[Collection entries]
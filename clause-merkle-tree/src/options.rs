/// Default minimum level width before level hashing fans out across threads.
pub const DEFAULT_PARALLEL_THRESHOLD: usize = 1024;

/// Tree construction options.
#[derive(Debug, Clone, Copy, PartialEq, Eq)]
#[cfg_attr(feature = "serde", derive(serde::Serialize, serde::Deserialize))]
#[cfg_attr(feature = "serde", serde(default, rename_all = "camelCase"))]
pub struct BuildOptions {
    /// Levels with at least this many nodes are hashed in parallel when the
    /// `parallel` feature is enabled. Ignored otherwise.
    pub parallel_threshold: usize,
}

impl Default for BuildOptions {
    fn default() -> Self {
        BuildOptions {
            parallel_threshold: DEFAULT_PARALLEL_THRESHOLD,
        }
    }
}

impl BuildOptions {
    /// Options that never parallelize.
    pub fn sequential() -> Self {
        BuildOptions {
            parallel_threshold: usize::MAX,
        }
    }

    /// Whether a level of `width` nodes should be hashed in parallel.
    pub(crate) fn parallelize(&self, width: usize) -> bool {
        cfg!(feature = "parallel") && width >= self.parallel_threshold
    }
}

▸ **Problem**:
Return all lines from the entries that contain the string "hashed".

▸ **Written answer**:
    /// Levels with at least this many nodes are hashed in parallel when the
    /// Whether a level of `width` nodes should be hashed in parallel.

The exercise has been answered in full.